▸ **TASK PROMPT**
Each time a line of the listing holds "contiguous", copy that line.
>>>
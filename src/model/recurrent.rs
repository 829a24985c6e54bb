//! Recurrent next-symbol model.
//!
//! One step of the Elman recurrence:
//!
//! ```text
//! h'     = tanh(W_xh · one_hot(x) + W_hh · h + b_h)
//! logits = W_hy · h' + b_y
//! p      = softmax(logits)
//! ```
//!
//! `W_xh · one_hot(x)` is just column `x` of `W_xh`, so the step narrows
//! that column instead of building the indicator vector.

use candle_core::{DType, Device, Tensor};

use super::ops::{self, softmax};
use crate::error::Result;

/// Elman recurrent network over a symbol vocabulary.
#[derive(Debug, Clone)]
pub struct RecurrentNet {
    /// Input-to-hidden weights [hidden_size, vocab_size].
    w_xh: Tensor,
    /// Hidden-to-hidden weights [hidden_size, hidden_size].
    w_hh: Tensor,
    /// Hidden-to-output weights [vocab_size, hidden_size].
    w_hy: Tensor,
    /// Hidden bias [hidden_size].
    b_h: Tensor,
    /// Output bias [vocab_size].
    b_y: Tensor,
    vocab_size: usize,
    hidden_size: usize,
}

impl RecurrentNet {
    /// Creates a network with uniform random weights and zero biases.
    pub fn new_random(
        vocab_size: usize,
        hidden_size: usize,
        init_scale: f32,
        device: &Device,
    ) -> Result<Self> {
        Ok(Self {
            w_xh: ops::uniform(init_scale, (hidden_size, vocab_size), device)?,
            w_hh: ops::uniform(init_scale, (hidden_size, hidden_size), device)?,
            w_hy: ops::uniform(init_scale, (vocab_size, hidden_size), device)?,
            b_h: Tensor::zeros(hidden_size, DType::F32, device)?,
            b_y: Tensor::zeros(vocab_size, DType::F32, device)?,
            vocab_size,
            hidden_size,
        })
    }

    /// Creates a network from already shape-checked tensors.
    pub(crate) fn from_parts(
        w_xh: Tensor,
        w_hh: Tensor,
        w_hy: Tensor,
        b_h: Tensor,
        b_y: Tensor,
    ) -> Result<Self> {
        let (hidden_size, vocab_size) = w_xh.dims2()?;
        Ok(Self {
            w_xh,
            w_hh,
            w_hy,
            b_h,
            b_y,
            vocab_size,
            hidden_size,
        })
    }

    /// Returns the vocabulary size.
    pub fn vocab_size(&self) -> usize {
        self.vocab_size
    }

    /// Returns the hidden size.
    pub fn hidden_size(&self) -> usize {
        self.hidden_size
    }

    /// Named parameter tensors in persistence order.
    pub fn named_tensors(&self) -> Vec<(&'static str, &Tensor)> {
        vec![
            ("w_xh", &self.w_xh),
            ("w_hh", &self.w_hh),
            ("w_hy", &self.w_hy),
            ("b_h", &self.b_h),
            ("b_y", &self.b_y),
        ]
    }

    /// Zero hidden state [hidden_size].
    pub fn zero_hidden(&self) -> Result<Tensor> {
        Ok(Tensor::zeros(self.hidden_size, DType::F32, self.w_hh.device())?)
    }

    /// One recurrence step.
    ///
    /// # Arguments
    ///
    /// * `input_id` - Current symbol id (must be `< vocab_size`)
    /// * `hidden` - Previous hidden state [hidden_size]
    ///
    /// # Returns
    ///
    /// `(probs [vocab_size], next_hidden [hidden_size])`
    pub fn step(&self, input_id: u32, hidden: &Tensor) -> Result<(Tensor, Tensor)> {
        let x = self.w_xh.narrow(1, input_id as usize, 1)?.squeeze(1)?;
        let recurrent = self.w_hh.matmul(&hidden.unsqueeze(1)?)?.squeeze(1)?;
        let next_hidden = x.add(&recurrent)?.add(&self.b_h)?.tanh()?;

        let logits = self
            .w_hy
            .matmul(&next_hidden.unsqueeze(1)?)?
            .squeeze(1)?
            .add(&self.b_y)?;
        Ok((softmax(&logits)?, next_hidden))
    }

    /// Runs the recurrence over a whole id sequence from a zero hidden state.
    ///
    /// # Returns
    ///
    /// `(probs [T, vocab_size], hiddens [T, hidden_size])`
    pub fn forward_sequence(&self, ids: &[u32]) -> Result<(Tensor, Tensor)> {
        let device = self.w_xh.device();
        let index = Tensor::from_vec(ids.to_vec(), ids.len(), device)?;
        // Row t holds column ids[t] of W_xh.
        let inputs = self.w_xh.t()?.contiguous()?.index_select(&index, 0)?;

        let mut hidden = self.zero_hidden()?;
        let mut hiddens = Vec::with_capacity(ids.len());
        for t in 0..ids.len() {
            let recurrent = self.w_hh.matmul(&hidden.unsqueeze(1)?)?.squeeze(1)?;
            hidden = inputs.get(t)?.add(&recurrent)?.add(&self.b_h)?.tanh()?;
            hiddens.push(hidden.clone());
        }

        let hiddens = Tensor::stack(&hiddens, 0)?;
        let logits = hiddens
            .matmul(&self.w_hy.t()?.contiguous()?)?
            .broadcast_add(&self.b_y)?;
        Ok((softmax(&logits)?, hiddens))
    }

    /// One epoch of the output-projection-only update.
    ///
    /// A single forward pass over `inputs` provides every `p_t` and `h_t`;
    /// the accumulated gradient is then applied once:
    ///
    /// ```text
    /// dy_t  = p_t - one_hot(target_t)
    /// W_hy -= lr * Σ_t dy_t ⊗ h_t
    /// b_y  -= lr * Σ_t dy_t
    /// ```
    ///
    /// `W_xh`, `W_hh` and `b_h` keep their initial values.
    ///
    /// Returns the summed cross-entropy loss of the forward pass.
    pub fn train_epoch(
        &mut self,
        inputs: &[u32],
        targets: &[u32],
        learning_rate: f32,
    ) -> Result<f32> {
        let (probs, hiddens) = self.forward_sequence(inputs)?;
        let loss = ops::cross_entropy_sum(&probs, targets)?;

        let expected = ops::one_hot_rows(targets, self.vocab_size, probs.device())?;
        let dy = probs.sub(&expected)?;

        let lr = learning_rate as f64;
        let grad_w_hy = dy.t()?.contiguous()?.matmul(&hiddens)?;
        let grad_b_y = dy.sum(0)?;
        self.w_hy = self.w_hy.sub(&grad_w_hy.affine(lr, 0.0)?)?;
        self.b_y = self.b_y.sub(&grad_b_y.affine(lr, 0.0)?)?;

        Ok(loss)
    }
}

#[cfg(test)]
mod tests {
    use super::*;

    fn test_device() -> Device {
        Device::Cpu
    }

    #[test]
    fn test_step_shapes() {
        let device = test_device();
        let net = RecurrentNet::new_random(6, 4, 0.1, &device).unwrap();
        let hidden = net.zero_hidden().unwrap();

        let (probs, next) = net.step(2, &hidden).unwrap();
        assert_eq!(probs.dims(), &[6]);
        assert_eq!(next.dims(), &[4]);
    }

    #[test]
    fn test_step_matches_sequence_forward() {
        let device = test_device();
        let net = RecurrentNet::new_random(5, 3, 0.5, &device).unwrap();
        let ids = [1u32, 4, 0];

        let mut hidden = net.zero_hidden().unwrap();
        let mut last = None;
        for &id in &ids {
            let (probs, next) = net.step(id, &hidden).unwrap();
            hidden = next;
            last = Some(probs);
        }
        let stepped: Vec<f32> = last.unwrap().to_vec1().unwrap();

        let (probs, hiddens) = net.forward_sequence(&ids).unwrap();
        assert_eq!(hiddens.dims(), &[3, 3]);
        let batched: Vec<f32> = probs.get(2).unwrap().to_vec1().unwrap();

        for (a, b) in stepped.iter().zip(batched.iter()) {
            assert!((a - b).abs() < 1e-5);
        }
    }

    #[test]
    fn test_hidden_is_bounded_by_tanh() {
        let device = test_device();
        let net = RecurrentNet::new_random(4, 8, 10.0, &device).unwrap();
        let (_, hidden) = net.step(0, &net.zero_hidden().unwrap()).unwrap();
        let values: Vec<f32> = hidden.to_vec1().unwrap();
        assert!(values.iter().all(|v| (-1.0..=1.0).contains(v)));
    }

    #[test]
    fn test_train_epoch_only_touches_output_projection() {
        let device = test_device();
        let mut net = RecurrentNet::new_random(3, 4, 0.1, &device).unwrap();
        let w_xh_before: Vec<Vec<f32>> = net.w_xh.to_vec2().unwrap();
        let w_hh_before: Vec<Vec<f32>> = net.w_hh.to_vec2().unwrap();
        let w_hy_before: Vec<Vec<f32>> = net.w_hy.to_vec2().unwrap();

        net.train_epoch(&[0, 1, 2], &[1, 2, 0], 0.1).unwrap();

        assert_eq!(net.w_xh.to_vec2::<f32>().unwrap(), w_xh_before);
        assert_eq!(net.w_hh.to_vec2::<f32>().unwrap(), w_hh_before);
        assert_ne!(net.w_hy.to_vec2::<f32>().unwrap(), w_hy_before);
    }

    #[test]
    fn test_training_reduces_loss() {
        let device = test_device();
        let mut net = RecurrentNet::new_random(2, 8, 0.5, &device).unwrap();
        let inputs = [0u32, 1, 0, 1, 0, 1];
        let targets = [1u32, 0, 1, 0, 1, 0];

        let first = net.train_epoch(&inputs, &targets, 0.1).unwrap();
        let mut last = first;
        for _ in 0..30 {
            last = net.train_epoch(&inputs, &targets, 0.1).unwrap();
        }
        assert!(last < first, "loss did not drop: {first} -> {last}");
    }
}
<<<
▸ **RESULT OF THIS TASK**
        let inputs = self.w_xh.t()?.contiguous()?.index_select(&index, 0)?;
            .matmul(&self.w_hy.t()?.contiguous()?)?
        let grad_w_hy = dy.t()?.contiguous()?.matmul(&hiddens)?;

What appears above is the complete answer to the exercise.